Sanchez menjelaskan lebih lanjut, “Negara Palestina harus berdiri sendiri dengan Tepi Barat dan Gaza terhubung oleh sebuah koridor, dan Yerusalem Timur sebagai ibu kotanya, serta harus disatukan di bawah pemerintahan yang sah dari Otoritas Nasional Palestina (PNA).”

Spanyol, Irlandia, dan Norwegia secara resmi kini telah mengakui Palestina sebagai sebuah negara. Warga Palestina pun menyambut gembira langkah yang dilakukan ketiga negara Eropa tersebut, salah satunya ditunjukkan dengan memasang bendera ketiga negara itu di bangunan pemerintahan kota Ramallah yang terletak di Tepi Barat.

Mohammad Nashashibi, salah satu warga Palestina, mengatakan kepada kantor berita Reuters bahwa pengakuan internasional merupakan hak warga Palestina yang sah bahkan sejak sebelum tahun 1920.

“Hari ini gambarannya mulai semakin jelas, dan sebagai warga Palestina, kami mulai mendapatkan hak-hak kami, sedikit demi sedikit, sampai kami mendapat semua hak kami,” ungkap Nashashibi.

Melalui pengakuan secara resmi ini, Madrid, Dublin, dan Oslo menyatakan bahwa mereka ingin mempercepat upaya mewujudkan gencatan senjata dalam perang Israel dengan Hamas di Gaza.

Perdana Menteri Irlandia, Simon Harris, mengatakan bahwa pengakuan Palestina sebagai sebuah negara perlu dilakukan sekarang. “Jika negara-negara tidak mengambil langkah formal untuk mengakui Palestina, saya khawatir tidak akan ada kesempatan lagi pada masa depan.

Sekarang saatnya untuk bertindak. Perbatasan tahun 1967 perlahan terkikis dan hal ini tidak bisa dibiarkan terus berlanjut,” ujar Harris dalam pidatonya di Parlemen Irlandia pada hari Selasa (28/5).

Pengakuan itu lantas memantik kemarahan Israel yang kini semakin terkucilkan dari komunitas internasional setelah konflik di Gaza berlangsung selama lebih dari 7 bulan. Menurut Israel, langkah itu sama saja dengan mendukung aksi yang dilakukan Hamas.

Asisten Profesor Hukum HAM dan Hukum Internasional Publik di Utrecht University, Kushtrim Istrefi, mengatakan kepada kantor berita Reuters bahwa pengakuan yang dilakukan ketiga negara Eropa itu memiliki “signifikansi hukum dan politik, tidak hanya simbolis” serta negara-negara lain bisa segera mengikuti langkah tersebut.
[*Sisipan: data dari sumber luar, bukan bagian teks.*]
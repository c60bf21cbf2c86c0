use vitalscore_bedrock::converse::CompletionService;

use crate::classifier::{
    Classification, ClassificationRequest, HeuristicClassifier, RiskClassifier,
    SafeDefaultClassifier,
};
use crate::config::{AssessConfig, FallbackPolicy};
use crate::error::ClassifyError;
use crate::fallback::WithFallback;
use crate::model::ModelClassifier;

/// The classifier a deployment runs, chosen once from configuration.
#[derive(Debug, Clone)]
pub enum Strategy<S> {
    /// No model configured.
    Heuristic(HeuristicClassifier),
    ModelOrSafeDefault(WithFallback<ModelClassifier<S>, SafeDefaultClassifier>),
    ModelOrHeuristic(WithFallback<ModelClassifier<S>, HeuristicClassifier>),
}

impl<S: CompletionService> Strategy<S> {
    /// `service` is `None` when no model is configured.
    pub fn from_config(config: &AssessConfig, service: Option<S>) -> Self {
        let Some(service) = service else {
            return Strategy::Heuristic(HeuristicClassifier);
        };
        let model = ModelClassifier::new(service);
        match config.fallback {
            FallbackPolicy::SafeDefault => Strategy::ModelOrSafeDefault(WithFallback::new(
                model,
                SafeDefaultClassifier,
                config.model_timeout,
            )),
            FallbackPolicy::Heuristic => Strategy::ModelOrHeuristic(WithFallback::new(
                model,
                HeuristicClassifier,
                config.model_timeout,
            )),
        }
    }

    pub fn describe(&self) -> &'static str {
        match self {
            Strategy::Heuristic(_) => "heuristic",
            Strategy::ModelOrSafeDefault(_) => "model, safe default fallback",
            Strategy::ModelOrHeuristic(_) => "model, heuristic fallback",
        }
    }
}

impl<S: CompletionService> RiskClassifier for Strategy<S> {
    async fn classify(
        &self,
        request: &ClassificationRequest<'_>,
    ) -> Result<Classification, ClassifyError> {
        match self {
            Strategy::Heuristic(c) => c.classify(request).await,
            Strategy::ModelOrSafeDefault(c) => c.classify(request).await,
            Strategy::ModelOrHeuristic(c) => c.classify(request).await,
        }
    }
}
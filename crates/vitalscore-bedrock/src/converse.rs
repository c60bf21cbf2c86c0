//! Single-turn completions over the Bedrock Converse API.
//!
//! [`CompletionService`] is the seam between the assessment pipeline and the
//! model. [`ConverseService`] is the Bedrock implementation; tests supply
//! their own.

use std::future::Future;

use aws_sdk_bedrockruntime::Client;
use aws_sdk_bedrockruntime::types::{
    ContentBlock, ConversationRole, InferenceConfiguration, Message, SystemContentBlock,
};
use tracing::debug;

use vitalscore_core::models::usage::TokenUsage;

use crate::error::BedrockError;
use crate::tokens;

/// A model reply and what it cost.
#[derive(Debug, Clone, PartialEq)]
pub struct Completion {
    pub text: String,
    pub usage: TokenUsage,
}

/// Something that can answer a system prompt plus one user message.
pub trait CompletionService: Send + Sync {
    /// Model identifier recorded with every prediction this service makes.
    fn model_id(&self) -> &str;

    fn complete(
        &self,
        system_prompt: &str,
        user_message: &str,
    ) -> impl Future<Output = Result<Completion, BedrockError>> + Send;
}

/// Sampling parameters sent with every request.
#[derive(Debug, Clone, Copy, PartialEq)]
pub struct InferenceSettings {
    pub max_tokens: i32,
    pub temperature: f32,
}

impl Default for InferenceSettings {
    fn default() -> Self {
        Self {
            max_tokens: 1000,
            temperature: 0.3,
        }
    }
}

/// [`CompletionService`] backed by a Bedrock runtime client.
#[derive(Debug, Clone)]
pub struct ConverseService {
    client: Client,
    model_id: String,
    settings: InferenceSettings,
}

impl ConverseService {
    pub fn new(config: &aws_config::SdkConfig, model_id: impl Into<String>) -> Self {
        Self::from_client(Client::new(config), model_id)
    }

    pub fn from_client(client: Client, model_id: impl Into<String>) -> Self {
        Self {
            client,
            model_id: model_id.into(),
            settings: InferenceSettings::default(),
        }
    }

    pub fn with_settings(mut self, settings: InferenceSettings) -> Self {
        self.settings = settings;
        self
    }
}

impl CompletionService for ConverseService {
    fn model_id(&self) -> &str {
        &self.model_id
    }

    async fn complete(
        &self,
        system_prompt: &str,
        user_message: &str,
    ) -> Result<Completion, BedrockError> {
        let message = Message::builder()
            .role(ConversationRole::User)
            .content(ContentBlock::Text(user_message.to_string()))
            .build()
            .map_err(|e| BedrockError::Invocation(e.to_string()))?;

        let inference = InferenceConfiguration::builder()
            .max_tokens(self.settings.max_tokens)
            .temperature(self.settings.temperature)
            .build();

        let response = self
            .client
            .converse()
            .model_id(&self.model_id)
            .system(SystemContentBlock::Text(system_prompt.to_string()))
            .messages(message)
            .inference_config(inference)
            .send()
            .await
            .map_err(|e| BedrockError::Invocation(e.into_service_error().to_string()))?;

        let output_message = response
            .output()
            .and_then(|o| o.as_message().ok())
            .ok_or_else(|| BedrockError::ResponseParse("no message in response".to_string()))?;

        let text = text_content(output_message.content());

        let token_count = response
            .usage()
            .map(tokens::extract_token_usage)
            .unwrap_or_default();
        let usage = tokens::calculate_cost(token_count, tokens::get_pricing(&self.model_id).as_ref());

        debug!(
            model_id = %self.model_id,
            input_tokens = usage.tokens.input,
            output_tokens = usage.tokens.output,
            "converse complete"
        );

        Ok(Completion { text, usage })
    }
}

/// Concatenate the text blocks of a reply, skipping any other block kinds.
pub fn text_content(blocks: &[ContentBlock]) -> String {
    blocks
        .iter()
        .filter_map(|block| {
            if let ContentBlock::Text(text) = block {
                Some(text.as_str())
            } else {
                None
            }
        })
        .collect::<Vec<_>>()
        .join("")
}
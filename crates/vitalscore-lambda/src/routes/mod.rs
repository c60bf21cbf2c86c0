pub mod assessments;
pub mod categories;
pub mod health;
pub mod scores;
//! Tests for the error system.

use station_connector::error::*;
use station_connector::store::StoreError;
use station_connector::types::PromptFeedback;

#[test]
fn safety_block_message_names_agent_and_reason() {
    let err = ConnectorError::safety_block(
        "ada",
        Some(PromptFeedback {
            block_reason: Some("SAFETY".to_string()),
            safety_ratings: vec![],
        }),
    );
    assert_eq!(
        err.to_string(),
        "Safety block: LLM response generation failed for ada. Reason: SAFETY."
    );
}

#[test]
fn error_helper_mappings_are_stable_for_major_variants() {
    struct Case {
        error: ConnectorError,
        expected_category: ErrorCategory,
        expected_retryable: bool,
        expected_recovery: RecoverySuggestion,
    }

    let io_error = std::io::Error::new(std::io::ErrorKind::Other, "disk");

    let cases = vec![
        Case {
            error: ConnectorError::Configuration("no key".to_string()),
            expected_category: ErrorCategory::Configuration,
            expected_retryable: false,
            expected_recovery: RecoverySuggestion::CheckConfiguration,
        },
        Case {
            error: classify("ada", ProviderFailure::server(503, "overloaded")),
            expected_category: ErrorCategory::Transient,
            expected_retryable: true,
            expected_recovery: RecoverySuggestion::RetryWithBackoff,
        },
        Case {
            error: classify("ada", ProviderFailure::transport("connection reset")),
            expected_category: ErrorCategory::Transient,
            expected_retryable: true,
            expected_recovery: RecoverySuggestion::RetryWithBackoff,
        },
        Case {
            error: classify(
                "ada",
                ProviderFailure::client(429, ProviderStatus::ResourceExhausted, "quota"),
            ),
            expected_category: ErrorCategory::Transient,
            expected_retryable: true,
            expected_recovery: RecoverySuggestion::RetryWithBackoff,
        },
        Case {
            error: classify(
                "ada",
                ProviderFailure::client(400, ProviderStatus::InvalidArgument, "bad request"),
            ),
            expected_category: ErrorCategory::Permanent,
            expected_retryable: false,
            expected_recovery: RecoverySuggestion::ContactSupport,
        },
        Case {
            error: classify(
                "ada",
                ProviderFailure::client(403, ProviderStatus::PermissionDenied, "denied"),
            ),
            expected_category: ErrorCategory::Permanent,
            expected_retryable: false,
            expected_recovery: RecoverySuggestion::CheckCredentials,
        },
        Case {
            error: classify(
                "ada",
                ProviderFailure::client(
                    400,
                    ProviderStatus::InvalidArgument,
                    "The input token count exceeds the maximum number of tokens allowed (1048576).",
                ),
            ),
            expected_category: ErrorCategory::ContextOverflow,
            expected_retryable: false,
            expected_recovery: RecoverySuggestion::ReduceInputSize,
        },
        Case {
            error: ConnectorError::safety_block("ada", None),
            expected_category: ErrorCategory::SafetyBlock,
            expected_retryable: false,
            expected_recovery: RecoverySuggestion::ReviewPrompt,
        },
        Case {
            error: classify("ada", ProviderFailure::decode("invalid JSON")),
            expected_category: ErrorCategory::Unknown,
            expected_retryable: false,
            expected_recovery: RecoverySuggestion::ContactSupport,
        },
        Case {
            error: ConnectorError::Store(StoreError::Io(io_error)),
            expected_category: ErrorCategory::Storage,
            expected_retryable: false,
            expected_recovery: RecoverySuggestion::CheckStorage,
        },
    ];

    for case in cases {
        assert_eq!(
            case.error.category(),
            case.expected_category,
            "category for {}",
            case.error
        );
        assert_eq!(
            case.error.is_retryable(),
            case.expected_retryable,
            "retryable for {}",
            case.error
        );
        assert_eq!(
            case.error.recovery_suggestion(),
            case.expected_recovery,
            "recovery for {}",
            case.error
        );
    }
}

#[test]
fn classified_errors_keep_their_provider_failure() {
    let err = classify(
        "ada",
        ProviderFailure::client(401, ProviderStatus::Unauthenticated, "API key expired"),
    );
    let failure = err.provider_failure().expect("source failure");
    assert_eq!(failure.http_status, Some(401));
    assert_eq!(failure.status, Some(ProviderStatus::Unauthenticated));
    assert!(std::error::Error::source(&err).is_some());
}

#[test]
fn provider_status_parses_unknown_values() {
    assert_eq!(
        "RESOURCE_EXHAUSTED".parse::<ProviderStatus>().unwrap(),
        ProviderStatus::ResourceExhausted
    );
    assert_eq!(
        "SOMETHING_NEW".parse::<ProviderStatus>().unwrap(),
        ProviderStatus::Other("SOMETHING_NEW".to_string())
    );
}
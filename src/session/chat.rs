//! Client-side conversation session over a [`GeminiApi`].

use std::sync::Arc;

use crate::error::{ProviderFailure, ProviderStatus};
use crate::provider::GeminiApi;
use crate::types::{Content, GenerateContentRequest, Part, Role, SessionSettings};

use super::response::AssembledResponse;

/// A live conversation: the seeded history plus every completed exchange.
///
/// Each request carries the full history. An exchange is appended to the
/// history only once a response with answer text has been fully assembled.
pub struct ChatSession {
    api: Arc<dyn GeminiApi>,
    model: String,
    settings: SessionSettings,
    history: Vec<Content>,
}

impl std::fmt::Debug for ChatSession {
    fn fmt(&self, f: &mut std::fmt::Formatter<'_>) -> std::fmt::Result {
        f.debug_struct("ChatSession")
            .field("model", &self.model)
            .field("history_len", &self.history.len())
            .finish_non_exhaustive()
    }
}

impl ChatSession {
    /// Create a session seeded with `history`.
    pub fn create(
        api: Arc<dyn GeminiApi>,
        model: impl Into<String>,
        settings: SessionSettings,
        history: Vec<Content>,
    ) -> Result<Self, ProviderFailure> {
        let model = model.into();
        if model.trim().is_empty() {
            return Err(ProviderFailure::client(
                400,
                ProviderStatus::InvalidArgument,
                "model name must not be empty",
            ));
        }
        if let Some(index) = history.iter().position(|content| content.parts.is_empty()) {
            return Err(ProviderFailure::client(
                400,
                ProviderStatus::InvalidArgument,
                format!("history content {index} has no parts"),
            ));
        }
        Ok(Self {
            api,
            model,
            settings,
            history,
        })
    }

    pub fn model(&self) -> &str {
        &self.model
    }

    pub fn history(&self) -> &[Content] {
        &self.history
    }

    fn request_for(&self, prompt: &str) -> GenerateContentRequest {
        let mut contents = Vec::with_capacity(self.history.len() + 1);
        contents.extend(self.history.iter().cloned());
        contents.push(Content::user(prompt));
        GenerateContentRequest::new(contents, &self.settings)
    }

    /// Send `prompt` as one request.
    pub async fn send_message(&mut self, prompt: &str) -> Result<AssembledResponse, ProviderFailure> {
        let request = self.request_for(prompt);
        let response = self.api.generate_content(&self.model, &request).await?;
        let assembled = AssembledResponse::from_response(response);
        self.record(prompt, &assembled);
        Ok(assembled)
    }

    /// Send `prompt` as a streamed request and consume the whole stream.
    pub async fn send_message_stream(
        &mut self,
        prompt: &str,
    ) -> Result<AssembledResponse, ProviderFailure> {
        let request = self.request_for(prompt);
        let stream = self.api.stream_generate_content(&self.model, &request).await?;
        let assembled = AssembledResponse::from_stream(stream).await?;
        self.record(prompt, &assembled);
        Ok(assembled)
    }

    /// Count the tokens of the current history.
    pub async fn count_tokens(&self) -> Result<u32, ProviderFailure> {
        self.api.count_tokens(&self.model, &self.history).await
    }

    /// Keep only parts with text. An exchange whose reply has no answer
    /// text is not kept, matching what the turn log can rebuild.
    fn record(&mut self, prompt: &str, assembled: &AssembledResponse) {
        if !assembled.has_candidates {
            return;
        }
        let parts: Vec<Part> = assembled
            .parts
            .iter()
            .filter(|part| part.text.as_deref().is_some_and(|text| !text.is_empty()))
            .cloned()
            .collect();
        if parts.iter().all(Part::is_thought) {
            return;
        }
        self.history.push(Content::user(prompt));
        self.history.push(Content {
            role: Some(Role::Model),
            parts,
        });
    }
}
//! Separation of reasoning text from answer text.

use crate::types::Part;

/// Answer and reasoning text of one response.
#[derive(Debug, Clone, Default, PartialEq, Eq)]
pub struct Segregated {
    /// Non-reasoning text, concatenated without separators.
    pub answer: String,
    /// Reasoning text joined with newlines; `None` when no part carried any.
    pub reasoning: Option<String>,
}

/// Split `parts` into reasoning and answer text, preserving part order.
///
/// A part counts as reasoning only when it is marked as a thought and has
/// non-empty text. Parts with empty text contribute nothing.
pub fn segregate(parts: &[Part]) -> Segregated {
    let (reasoning, answer) = parts
        .iter()
        .filter_map(|part| {
            part.text
                .as_deref()
                .filter(|text| !text.is_empty())
                .map(|text| (part.is_thought(), text))
        })
        .fold(
            (Vec::new(), String::new()),
            |(mut reasoning, mut answer), (is_thought, text)| {
                if is_thought {
                    reasoning.push(text);
                } else {
                    answer.push_str(text);
                }
                (reasoning, answer)
            },
        );

    Segregated {
        answer,
        reasoning: (!reasoning.is_empty()).then(|| reasoning.join("\n")),
    }
}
“Saya kira ini menjadi penting karena terjadi pada saat kita menghadapi tragedi kemanusiaan yang menghancurkan Gaza, dan saya kira pengakuan ini lebih merupakan tanggapan atas apa yang dilakukan Israel, daripada apa yang telah dilakukan Palestina untuk mencapai pengakuan dalam situasi saat ini,” jelas Istrefi.

Meski begitu, Istrefi tidak mengharapkan seluruh Uni Eropa akan mencapai kesepakatan bulat terkait pengakuan Palestina sebagai sebuah negara. Seperti yang terjadi di Denmark, parlemen negara itu menolak proposal untuk mengakui Palestina sebagai sebuah negara pada hari Selasa (28/5) dengan alasan yang sejalan dengan sikap pemerintahnya yang memandang bahwa Palestina tidak memiliki satu pun otoritas yang berfungsi atau kendali atas wilayahnya sendiri.

Hingga kini, sekitar 144 dari 193 negara anggota PBB telah mengakui Palestina sebagai negara, termasuk sebagian besar negara global south, Rusia, China, dan India.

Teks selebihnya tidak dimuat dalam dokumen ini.